10.

8 2 2
                                    

Le bip sonore de mon réveil me fait l'effet d'une claque et je saute du lit encore endormie. Je me suis posée des questions sur ce que Mickaël avait bien pu faire toute la nuit et qui m'avait envoyé le message de la veille. Je m'habille et descend à la cuisine prendre un petit déjeuner. Quand j'arrive ma mère est en train de mettre ses chaussures et s'apprête à partir.

- Je t'ai fait chauffer des tartines et j'ai sorti la confiture, me dit-elle en me voyant descendre les escaliers.
- Merci maman, bonne journée, à ce soir.

Je file dans la cuisine et me sers un jus d'orange avec mes tartines.
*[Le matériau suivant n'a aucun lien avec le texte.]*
//! Embedding vectors for near-duplicate comparison

/// A single image embedding: the filename stem of the source image plus
/// its unit-normalized vector, as produced by the upstream encoder.
#[derive(Debug, Clone)]
pub struct Embedding {
	pub id: String,
	pub vector: Vec<f32>,
}

impl Embedding {
	pub fn new(id: impl Into<String>, vector: Vec<f32>) -> Self {
		Self { id: id.into(), vector }
	}

	pub fn dim(&self) -> usize {
		self.vector.len()
	}

	/// Cosine similarity with another embedding.
	///
	/// Vectors are unit-normalized by the producer, so this reduces to
	/// the dot product and stays in [-1.0, 1.0].
	pub fn similarity(&self, other: &Self) -> f32 {
		self.vector
			.iter()
			.zip(other.vector.iter())
			.map(|(a, b)| a * b)
			.sum()
	}
}

#[cfg(test)]
mod tests {
	use super::*;

	#[test]
	fn similarity_is_dot_product() {
		let a = Embedding::new("a", vec![1.0, 0.0]);
		let b = Embedding::new("b", vec![0.6, 0.8]);
		assert_eq!(a.similarity(&b), 0.6);
	}

	#[test]
	fn similarity_is_symmetric() {
		let a = Embedding::new("a", vec![0.6, 0.8, 0.0]);
		let b = Embedding::new("b", vec![0.0, 0.8, 0.6]);
		assert_eq!(a.similarity(&b), b.similarity(&a));
	}

	#[test]
	fn identical_vectors_score_one() {
		let a = Embedding::new("a", vec![0.6, 0.8]);
		let b = Embedding::new("b", vec![0.6, 0.8]);
		let sim = a.similarity(&b);
		assert!((sim - 1.0).abs() < 1e-6);
	}
}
J'aperçois le journal en coin de table mais ne m'attarde pas dessus sachant d'avance ce qu'il contient : l'affaire Olivia Hogan.

Je débarrasse la table et remonte me laver les dents et quand je suis prête je prends mon vélo pour aller au lycée. Je me suis habituée à y aller avec et maintenant, ça ne me dérange pas plus que ça. Le trajet est un peu plus long mais il n'en est pas moins agréable, je peux sentir le vent me décoiffer et faire marcher tout mon corps pour contrôler le vélo.

La journée passe longuement étant donné que les cours sont à mourir d'ennui et quand enfin, la dernière sonnerie de l'après-midi retentie je sors presque en courant du lycée. La cassette m'a obsédée toute la journée et maintenant, je me sens prête à entendre les révélations d'Olivia.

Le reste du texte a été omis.